The first of these gaps is that abbreviated versions of Discipline and Punish lose sight that Discipline and Punish is above all a work of history emerging out of a particular French intellectual context. The book examines the strategy and tactics in punishment’s changing forms from the late seventeenth and early eighteenth century to the mid nineteenth (and beyond). Yet when Foucault published his work, there was still a large difference, if not mutual hostility, between the kinds of historical writing that were dominant in English-speaking lands and the ones by French scholars, who were challenging the themes and methods that Anglophone historians favoured. One feature of this split was the French scholars’ move away from defining history by great (usually) men and towards the study of a social history of anonymous or non-heroic figures, those often overlooked from academic perspectives, namely the working class and the poor, women, rural labourers, ‘deviants’ and criminals (these being overlapping categories). Another feature of the French historians was a declining commitment to relying on specific monumental dates, like those of battles, and towards longer periods of time, by taking several decades, or even centuries, as a single unit or by choosing dates that are not immediately dependent on the actions of a small group of elite historical figures. Even when Anglophone left and labour historians did begin to produce histories of the disempowered, they still tended to highlight ‘events’ rather than longer time-spans.
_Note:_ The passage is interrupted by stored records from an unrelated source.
//! RPC Shield - resilience and throughput layer for JSON-RPC blockchain nodes
//!
//! Turns many bursty read requests into a bounded, fair, fault-tolerant stream
//! of network calls: per-endpoint rate and concurrency limits with a deadline
//! queue, per-service circuit breaking, race/consensus/dual-pair strategies,
//! request batching and a two-tier cache.

pub mod circuit_breaker;
pub mod client;
pub mod metrics;
pub mod observability;
pub mod rpc_atomics;
pub mod rpc_batch;
pub mod rpc_cache;
pub mod rpc_config;
pub mod rpc_endpoint;
pub mod rpc_errors;
pub mod rpc_executor;
pub mod rpc_pool;
pub mod rpc_transport;
pub mod test_utils;

pub use circuit_breaker::{CircuitBreaker, CircuitState};
pub use client::{CallOptions, ShieldClient, ShieldStats};
pub use observability::CorrelationId;
pub use rpc_cache::{fingerprint, CacheKey, TwoTierCache};
pub use rpc_config::{RetryProfile, ShieldConfig};
pub use rpc_endpoint::{HealthChangeEvent, HealthStatus};
pub use rpc_errors::{ConfigurationError, RetryPolicy, RpcError};
pub use rpc_executor::Strategy;
pub use rpc_pool::{CursorMode, Priority, ScanOptions};
pub use rpc_transport::{HttpTransport, RpcTransport};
Because Foucault’s work falls generally within these French interests, his work was largely introduced into the United States and the United Kingdom by literature, rather than history, professors. While the former were more accepting of Foucault’s concerns, they were, conversely, often less interested in the historical phases that Foucault described and what helped create these changes. They focused instead mainly on the most recent historical phase that might be useful as a way to interpret modern literary and cultural affairs. By ignoring the several shifts between periods of time that Foucault describes, literary and cultural studies scholars lost sense of his claim about how modes of punishment carry meaning only in context of their own moment’s dominant features and tensions. Yet if we are not attentive to Foucault’s descriptions of ways in which Western societies developed into their modern forms, then we lose sight of both the present as a moment in an ongoing process and Foucault’s, admittedly often implicit, suggestions for how we might move beyond or escape this present. Furthermore, if readers only examine parts of Discipline and Punish , then they can easily experience Foucault’s vision as grim and lacking in change. Nothing could be further from the book’s message. Yet to uncover Foucault’s dedication to the possibility of a post-disciplinary society, we must pay close attention to his tale of passages through different historical moments to see what Foucault highlights as integral to the making of social change.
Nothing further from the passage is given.